Bryan demanded that Wisconsin’s instructors stop teaching evolution, and that Birge personally affirm a belief in creation as described in the biblical Book of Genesis. Otherwise, Bryan said, a sign should be posted at the entrance to campus describing its classrooms as “an arena in which a brutish doctrine tears to pieces the religious faith of young men and young women”.

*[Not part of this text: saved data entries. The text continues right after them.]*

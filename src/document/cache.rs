//! Raw/decoded cache for a single document
//!
//! Every state transition lives here. Three states:
//!
//! - `RawOnly`: serialized bytes are authoritative
//! - `DecodedOnly`: the in-memory payload is authoritative
//! - `Both`: both present and in sync
//!
//! Transitions:
//!
//! | operation        | from                 | to            |
//! |------------------|----------------------|---------------|
//! | `scan`           | any                  | `RawOnly`     |
//! | `replace`        | any                  | `DecodedOnly` |
//! | `decode`         | `RawOnly`            | `Both`        |
//! | `encode`         | `DecodedOnly`        | `RawOnly`     |
//! | `decoded_mut`    | any                  | `DecodedOnly` |
//!
//! A transition that would leave the two sides out of sync drops the stale
//! side instead of updating it.

use std::borrow::Cow;
use std::mem;

use super::errors::{DocumentError, DocumentResult};
use super::shape::Shape;
use crate::observability::{log_event_with_fields, Event};

/// Which side(s) of the cache are populated
#[derive(Debug, Clone, Copy, PartialEq, Eq)]
pub enum CacheState {
    /// Only serialized bytes
    RawOnly,
    /// Only the decoded payload
    DecodedOnly,
    /// Both, in sync
    Both,
}

/// Borrowed authoritative side of a cache
pub(crate) enum Cached<'a, S> {
    Raw(&'a [u8]),
    Decoded(&'a S),
}

#[derive(Debug, Clone)]
pub(crate) enum Cache<S> {
    RawOnly(Vec<u8>),
    DecodedOnly(S),
    Both { raw: Vec<u8>, decoded: S },
}

impl<S: Shape> Cache<S> {
    pub(crate) fn state(&self) -> CacheState {
        match self {
            Cache::RawOnly(_) => CacheState::RawOnly,
            Cache::DecodedOnly(_) => CacheState::DecodedOnly,
            Cache::Both { .. } => CacheState::Both,
        }
    }

    /// Replaces the cache with raw bytes the caller hands over.
    pub(crate) fn scan(&mut self, raw: Vec<u8>) {
        let len = raw.len().to_string();
        *self = Cache::RawOnly(raw);
        log_event_with_fields(
            Event::DocumentScanned,
            &[("bytes", len.as_str()), ("shape", S::NAME)],
        );
    }

    /// Replaces the cache with a decoded payload.
    pub(crate) fn replace(&mut self, decoded: S) {
        *self = Cache::DecodedOnly(decoded);
    }

    /// The decoded payload, parsing the raw bytes first if needed.
    pub(crate) fn decode(&mut self) -> DocumentResult<&S> {
        match *self {
            Cache::DecodedOnly(ref decoded) | Cache::Both { ref decoded, .. } => Ok(decoded),
            Cache::RawOnly(ref mut raw) => {
                let decoded = parse::<S>(raw)?;
                let raw = mem::take(raw);
                *self = Cache::Both { raw, decoded };
                log_event_with_fields(Event::DocumentDecoded, &[("shape", S::NAME)]);
                self.decode()
            }
        }
    }

    /// Mutable access to the decoded payload. Drops the raw side, since the
    /// caller is about to change the payload.
    pub(crate) fn decoded_mut(&mut self) -> DocumentResult<&mut S> {
        match *self {
            Cache::DecodedOnly(ref mut decoded) => Ok(decoded),
            Cache::Both { ref mut decoded, .. } => {
                let decoded = mem::take(decoded);
                *self = Cache::DecodedOnly(decoded);
                self.decoded_mut()
            }
            Cache::RawOnly(ref raw) => {
                let decoded = parse::<S>(raw)?;
                *self = Cache::DecodedOnly(decoded);
                log_event_with_fields(Event::DocumentDecoded, &[("shape", S::NAME)]);
                self.decoded_mut()
            }
        }
    }

    /// The serialized bytes, encoding the payload first if needed.
    ///
    /// Encoding from `DecodedOnly` frees the payload: the bytes are assumed
    /// to be leaving the process, and the next read decodes again.
    pub(crate) fn encode(&mut self) -> DocumentResult<&[u8]> {
        match *self {
            Cache::RawOnly(ref raw) | Cache::Both { ref raw, .. } => Ok(raw.as_slice()),
            Cache::DecodedOnly(ref decoded) => {
                let raw = serialize(decoded)?;
                *self = Cache::RawOnly(raw);
                log_event_with_fields(Event::DocumentEncoded, &[("shape", S::NAME)]);
                self.encode()
            }
        }
    }

    /// Borrowed view of the authoritative side. Raw wins when both are
    /// present, matching `encode`.
    pub(crate) fn cached(&self) -> Cached<'_, S> {
        match self {
            Cache::RawOnly(raw) | Cache::Both { raw, .. } => Cached::Raw(raw.as_slice()),
            Cache::DecodedOnly(decoded) => Cached::Decoded(decoded),
        }
    }

    /// Serialized bytes without touching the cache.
    pub(crate) fn to_bytes(&self) -> DocumentResult<Cow<'_, [u8]>> {
        match self {
            Cache::RawOnly(raw) | Cache::Both { raw, .. } => Ok(Cow::Borrowed(raw.as_slice())),
            Cache::DecodedOnly(decoded) => serialize(decoded).map(Cow::Owned),
        }
    }
}

impl<S: Shape> Default for Cache<S> {
    fn default() -> Self {
        Cache::DecodedOnly(S::default())
    }
}

/// Parses `raw` as shape `S`. A well-formed value of the wrong top-level
/// shape is a decode error, not a schema violation.
pub(crate) fn parse<S: Shape>(raw: &[u8]) -> DocumentResult<S> {
    serde_json::from_slice(raw).map_err(|source| {
        let reason = source.to_string();
        log_event_with_fields(
            Event::DecodeFailed,
            &[("reason", reason.as_str()), ("shape", S::NAME)],
        );
        DocumentError::Decode {
            shape: S::NAME,
            source,
        }
    })
}

fn serialize<S: Shape>(decoded: &S) -> DocumentResult<Vec<u8>> {
    serde_json::to_vec(decoded).map_err(|source| DocumentError::Encode {
        shape: S::NAME,
        source,
    })
}
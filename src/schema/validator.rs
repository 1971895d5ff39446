//! Structural validation of decoded values against a `Type`
//!
//! Validation semantics:
//! - Tables are closed-world: undeclared keys invalidate the whole value
//! - Declared fields may be absent
//! - Lists and strings are open unless a positive `max_length` is set
//! - Any numeric representation satisfies `number`
//! - `any` accepts every value, null included
//!
//! Recursion follows the schema tree, never the document, so stack depth is
//! bounded by `Type::depth()`. A value nested deeper than its schema is
//! either rejected at the point where the schema stops, or accepted whole
//! by `any` without being walked.

use serde_json::{Map, Value};

use super::errors::ValidationDetails;
use super::types::{Fields, Type};

pub(crate) const ROOT: &str = "$root";

impl Type {
    /// Whether `value` conforms to this type. Total and deterministic.
    pub fn is_valid(&self, value: &Value) -> bool {
        self.check(value).is_ok()
    }

    /// Validates `value`, reporting the first violation found.
    ///
    /// Table fields are visited in name order, so the reported violation is
    /// deterministic for a given `(type, value)` pair.
    pub fn check(&self, value: &Value) -> Result<(), ValidationDetails> {
        check_value(self, value, ROOT)
    }

    /// Validates a value that sits at `path` inside a larger document.
    pub(crate) fn check_at(&self, value: &Value, path: &str) -> Result<(), ValidationDetails> {
        check_value(self, value, path)
    }

    /// Validates a decoded array in place, without wrapping it in a `Value`.
    pub(crate) fn check_items(&self, items: &[Value]) -> Result<(), ValidationDetails> {
        match self {
            Type::List { element, .. } => check_list(self, element, items, ROOT),
            Type::Any => Ok(()),
            other => Err(ValidationDetails::type_mismatch(ROOT, other.kind().as_str(), "list")),
        }
    }

    /// Validates a decoded object in place, without wrapping it in a `Value`.
    pub(crate) fn check_entries(&self, obj: &Map<String, Value>) -> Result<(), ValidationDetails> {
        match self {
            Type::Table { fields } => check_table(fields, obj, ROOT),
            Type::Any => Ok(()),
            other => Err(ValidationDetails::type_mismatch(ROOT, other.kind().as_str(), "table")),
        }
    }
}

fn check_value(ty: &Type, value: &Value, path: &str) -> Result<(), ValidationDetails> {
    match ty {
        Type::Table { fields } => {
            let obj = value
                .as_object()
                .ok_or_else(|| type_error(path, "table", value))?;
            check_table(fields, obj, path)
        }
        Type::List { element, .. } => {
            let arr = value
                .as_array()
                .ok_or_else(|| type_error(path, "list", value))?;
            check_list(ty, element, arr, path)
        }
        Type::Number => {
            if value.is_number() {
                Ok(())
            } else {
                Err(type_error(path, "number", value))
            }
        }
        Type::String { .. } => {
            let s = value
                .as_str()
                .ok_or_else(|| type_error(path, "string", value))?;

            if let Some(max) = ty.max_length() {
                let chars = s.chars().count();
                if chars > max {
                    return Err(ValidationDetails::new(
                        path,
                        format!("at most {} characters", max),
                        format!("{} characters", chars),
                    ));
                }
            }
            Ok(())
        }
        Type::Bool => {
            if value.is_boolean() {
                Ok(())
            } else {
                Err(type_error(path, "bool", value))
            }
        }
        Type::Any => Ok(()),
    }
}

fn check_list(ty: &Type, element: &Type, arr: &[Value], path: &str) -> Result<(), ValidationDetails> {
    if let Some(max) = ty.max_length() {
        if arr.len() > max {
            return Err(ValidationDetails::too_long(path, max, arr.len()));
        }
    }

    for (i, elem) in arr.iter().enumerate() {
        check_value(element, elem, &index_path(path, i))?;
    }
    Ok(())
}

fn check_table(fields: &Fields, obj: &Map<String, Value>, path: &str) -> Result<(), ValidationDetails> {
    // Undeclared keys first, so an extra key is reported even when a
    // declared sibling is also wrong.
    if let Some(key) = obj.keys().find(|k| !fields.contains_key(k.as_str())) {
        return Err(ValidationDetails::extra_field(make_path(path, key)));
    }

    for (name, field_ty) in fields {
        if let Some(value) = obj.get(name) {
            check_value(field_ty, value, &make_path(path, name))?;
        }
    }

    Ok(())
}

/// Returns the JSON type name used in validation messages.
pub(crate) fn json_type_name(value: &Value) -> &'static str {
    match value {
        Value::Null => "null",
        Value::Bool(_) => "bool",
        Value::Number(_) => "number",
        Value::String(_) => "string",
        Value::Array(_) => "list",
        Value::Object(_) => "table",
    }
}

/// Path of element `index` under `prefix`.
pub(crate) fn index_path(prefix: &str, index: usize) -> String {
    format!("{}[{}]", prefix, index)
}

/// Path of field `field` under `prefix`; fields of the root are bare names.
pub(crate) fn make_path(prefix: &str, field: &str) -> String {
    if prefix == ROOT {
        field.to_string()
    } else {
        format!("{}.{}", prefix, field)
    }
}

fn type_error(path: &str, expected: &str, actual: &Value) -> ValidationDetails {
    ValidationDetails::type_mismatch(path, expected, json_type_name(actual))
}
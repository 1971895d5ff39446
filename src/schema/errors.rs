//! Schema error types
//!
//! Error codes:
//! - JSONSHAPE_UNKNOWN_KIND
//! - JSONSHAPE_MALFORMED_TYPE
//! - JSONSHAPE_DUPLICATE_TYPE
//! - JSONSHAPE_SCHEMA_TOO_DEEP
//! - JSONSHAPE_INVALID_TYPE_NAME
//! - JSONSHAPE_TYPE_WRITE_FAILED
//!
//! Validation failures are not schema errors; they surface as
//! `ValidationDetails` inside the document error.

use std::fmt;
use std::io;

/// Schema-specific error codes
#[derive(Debug, Clone, Copy, PartialEq, Eq)]
pub enum SchemaErrorCode {
    /// Kind tag outside the closed enumeration
    UnknownKind,
    /// Type definition could not be read or parsed
    MalformedType,
    /// A type with this name is already registered
    DuplicateType,
    /// Type definition nests deeper than the configured limit
    SchemaTooDeep,
    /// Type name cannot be used as a file stem
    InvalidTypeName,
    /// Type definition could not be written
    TypeWriteFailed,
}

impl SchemaErrorCode {
    /// Returns the stable string code
    pub fn code(&self) -> &'static str {
        match self {
            SchemaErrorCode::UnknownKind => "JSONSHAPE_UNKNOWN_KIND",
            SchemaErrorCode::MalformedType => "JSONSHAPE_MALFORMED_TYPE",
            SchemaErrorCode::DuplicateType => "JSONSHAPE_DUPLICATE_TYPE",
            SchemaErrorCode::SchemaTooDeep => "JSONSHAPE_SCHEMA_TOO_DEEP",
            SchemaErrorCode::InvalidTypeName => "JSONSHAPE_INVALID_TYPE_NAME",
            SchemaErrorCode::TypeWriteFailed => "JSONSHAPE_TYPE_WRITE_FAILED",
        }
    }
}

impl fmt::Display for SchemaErrorCode {
    fn fmt(&self, f: &mut fmt::Formatter<'_>) -> fmt::Result {
        write!(f, "{}", self.code())
    }
}

/// Where and how a value failed validation
#[derive(Debug, Clone, PartialEq, Eq)]
pub struct ValidationDetails {
    /// Path to the offending value (e.g., "items[2].name"); "$root" for the top
    pub path: String,
    /// Expected shape or condition
    pub expected: String,
    /// Shape or condition found
    pub actual: String,
}

impl ValidationDetails {
    pub fn new(path: impl Into<String>, expected: impl Into<String>, actual: impl Into<String>) -> Self {
        Self {
            path: path.into(),
            expected: expected.into(),
            actual: actual.into(),
        }
    }

    pub fn extra_field(path: impl Into<String>) -> Self {
        Self::new(path, "no undeclared fields", "undeclared field present")
    }

    pub fn type_mismatch(path: impl Into<String>, expected: impl Into<String>, actual: impl Into<String>) -> Self {
        Self::new(path, expected, actual)
    }

    pub fn too_long(path: impl Into<String>, max_length: usize, length: usize) -> Self {
        Self::new(
            path,
            format!("at most {} entries", max_length),
            format!("{} entries", length),
        )
    }
}

impl fmt::Display for ValidationDetails {
    fn fmt(&self, f: &mut fmt::Formatter<'_>) -> fmt::Result {
        write!(f, "'{}': expected {}, got {}", self.path, self.expected, self.actual)
    }
}

/// Schema error type with full context
#[derive(Debug)]
pub struct SchemaError {
    code: SchemaErrorCode,
    message: String,
    source: Option<Box<dyn std::error::Error + Send + Sync + 'static>>,
}

impl SchemaError {
    fn new(code: SchemaErrorCode, message: String) -> Self {
        Self {
            code,
            message,
            source: None,
        }
    }

    /// Create an unknown kind error
    pub fn unknown_kind(tag: impl Into<String>) -> Self {
        Self::new(
            SchemaErrorCode::UnknownKind,
            format!("No such kind '{}'", tag.into()),
        )
    }

    /// Create an error for a type definition that cannot be parsed
    pub fn malformed_type(origin: impl Into<String>, reason: impl Into<String>) -> Self {
        Self::new(
            SchemaErrorCode::MalformedType,
            format!("Malformed type definition '{}': {}", origin.into(), reason.into()),
        )
    }

    /// Create an error for a type definition that cannot be read
    pub fn io(origin: impl Into<String>, source: io::Error) -> Self {
        Self {
            source: Some(Box::new(source)),
            ..Self::malformed_type(origin, "failed to read")
        }
    }

    /// Create a parse error for a type definition
    pub fn parse(origin: impl Into<String>, source: serde_json::Error) -> Self {
        Self {
            source: Some(Box::new(source)),
            ..Self::malformed_type(origin, "invalid JSON type definition")
        }
    }

    /// Create a duplicate registration error
    pub fn duplicate_type(name: impl Into<String>) -> Self {
        Self::new(
            SchemaErrorCode::DuplicateType,
            format!("Type '{}' is already registered", name.into()),
        )
    }

    /// Create an error for a name that is not a plain file stem
    pub fn invalid_name(name: impl Into<String>) -> Self {
        Self::new(
            SchemaErrorCode::InvalidTypeName,
            format!("Type name '{}' must be a plain file stem", name.into()),
        )
    }

    /// Create an error for a type definition that could not be written
    pub fn write_failed(
        origin: impl Into<String>,
        source: impl std::error::Error + Send + Sync + 'static,
    ) -> Self {
        Self {
            source: Some(Box::new(source)),
            ..Self::new(
                SchemaErrorCode::TypeWriteFailed,
                format!("Failed to write type definition '{}'", origin.into()),
            )
        }
    }

    /// Create a depth limit error
    pub fn too_deep(name: impl Into<String>, depth: usize, max_depth: usize) -> Self {
        Self::new(
            SchemaErrorCode::SchemaTooDeep,
            format!(
                "Type '{}' has depth {} (limit {})",
                name.into(),
                depth,
                max_depth
            ),
        )
    }

    /// Returns the error code
    pub fn code(&self) -> SchemaErrorCode {
        self.code
    }

    /// Returns the error message
    pub fn message(&self) -> &str {
        &self.message
    }

}

impl fmt::Display for SchemaError {
    fn fmt(&self, f: &mut fmt::Formatter<'_>) -> fmt::Result {
        write!(f, "{}: {}", self.code.code(), self.message)?;
        if let Some(ref source) = self.source {
            write!(f, " (caused by: {})", source)?;
        }
        Ok(())
    }
}

impl std::error::Error for SchemaError {
    fn source(&self) -> Option<&(dyn std::error::Error + 'static)> {
        self.source
            .as_ref()
            .map(|e| e.as_ref() as &(dyn std::error::Error + 'static))
    }
}

/// Result type for schema operations
pub type SchemaResult<T> = Result<T, SchemaError>;

#[cfg(test)]
mod tests {
    use super::*;
    use std::error::Error;

    #[test]
    fn test_error_codes() {
        assert_eq!(SchemaErrorCode::UnknownKind.code(), "JSONSHAPE_UNKNOWN_KIND");
        assert_eq!(SchemaErrorCode::MalformedType.code(), "JSONSHAPE_MALFORMED_TYPE");
        assert_eq!(SchemaErrorCode::DuplicateType.code(), "JSONSHAPE_DUPLICATE_TYPE");
        assert_eq!(SchemaErrorCode::SchemaTooDeep.code(), "JSONSHAPE_SCHEMA_TOO_DEEP");
        assert_eq!(SchemaErrorCode::InvalidTypeName.code(), "JSONSHAPE_INVALID_TYPE_NAME");
        assert_eq!(SchemaErrorCode::TypeWriteFailed.code(), "JSONSHAPE_TYPE_WRITE_FAILED");
    }

    #[test]
    fn test_validation_details_display() {
        let details = ValidationDetails::type_mismatch("age", "number", "string");
        let display = format!("{}", details);
        assert!(display.contains("age"));
        assert!(display.contains("number"));
        assert!(display.contains("string"));
    }

    #[test]
    fn test_write_failure_is_not_a_parse_error() {
        let io_err = io::Error::new(io::ErrorKind::PermissionDenied, "read-only");
        let err = SchemaError::write_failed("types/pair.json", io_err);
        assert_eq!(err.code(), SchemaErrorCode::TypeWriteFailed);
        assert!(err.source().is_some());
        assert!(!err.message().contains("invalid JSON"));
    }

    #[test]
    fn test_parse_error_exposes_source() {
        let json_err = serde_json::from_str::<u8>("nope").unwrap_err();
        let err = SchemaError::parse("inline", json_err);
        assert_eq!(err.code(), SchemaErrorCode::MalformedType);
        assert!(err.source().is_some());
        assert!(format!("{}", err).contains("caused by"));
    }
}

Meanwhile, another campaign took aim at Howard Odum, a professor at the University of North Carolina in Chapel Hill and editor of a peer-reviewed journal, which had published two articles critical of the historical truth of Christian miracles. Conservatives called for Odum to be fired or reprimanded and for the university to support only research that affirmed Christian doctrine. In Greensboro, North Carolina, another instructor, Albert Keister, described evolutionary theory as a powerful scientific tool and accounts of six-day creation as “a form of mythology.” This fuelled calls for a state-wide law to ban teaching of evolutionary theory at public colleges and universities. Harry Chase, the president of the University of North Carolina, managed to defeat the proposed legislation.

How? He did not engage in debates about evolutionary theory. He did not rebut (absurd) charges that only atheists could embrace modern science, nor address distinctions between religion and mythology. Instead, he argued that a law banning the teaching of evolution would spell the death of any “real university”, and that attacking the “quality of faculty” would undermine high-quality education. Faculty members, students and administrators were able to organize and mobilize a broad mass of popular support that had been relatively quiescent. Support for the restrictive bill turned out to be a paper tiger.

In Wisconsin, Birge took a similar stance. Instead of taking on Bryan’s arguments that evolutionary theory was weak or that learning science turned people into atheists, Birge argued in favour of academic prestige. If Wisconsin wanted a high-quality university, it must accept academic freedom. He recruited prominent faculty members across disciplines to back him. He publicized the demands of tax-paying Wisconsinites who decried an “expurgated education” and successfully defended his university.

Today’s push for conservative control of universities is just as ambitious. Moreover, today’s scholars are more vulnerable: higher-education budgets are depleted, and some university departments and programmes are simply being eliminated, not just criticized. The situation in the United States is exacerbated because higher education is decentralized and so more vulnerable to pressure from local zealots. Yet that broad support remains powerful. However, just like in the 1920s, tapping into it requires clear-sighted leadership by professors and administrators.

Jay Hartzell, the current president of the University of Texas at Austin, repeated the 1920s defence almost verbatim, saying that the proposed legislation would “cripple Texas’s ability to recruit and retain great faculty members”.

The fact that this tack worked before is no reason to be complacent. Just like in the 1920s, today’s threats to academic freedom are severe and will require staunch activism to defeat. Yet even politicians who campaign against what can be taught in children’s schools still want universities that attract prestige and research funds. The support comes from influential big-business organizations as well as tech leaders, university-attending families, and even state pride.

It might be tempting for scholars and university presidents to enter into point-by-point refutations of conservative charges or make technical arguments about whether lectures on history or science are actually critical race theory (or other conservative bogies).

Those attempts have never worked. Facts alone — no matter how well-grounded — have never been able to defeat determined assaults on intellectual freedom at research universities. Instead, made forcefully, broadly and fully, arguments about quality have prevailed.

Competing Interests

The author declares no competing interests.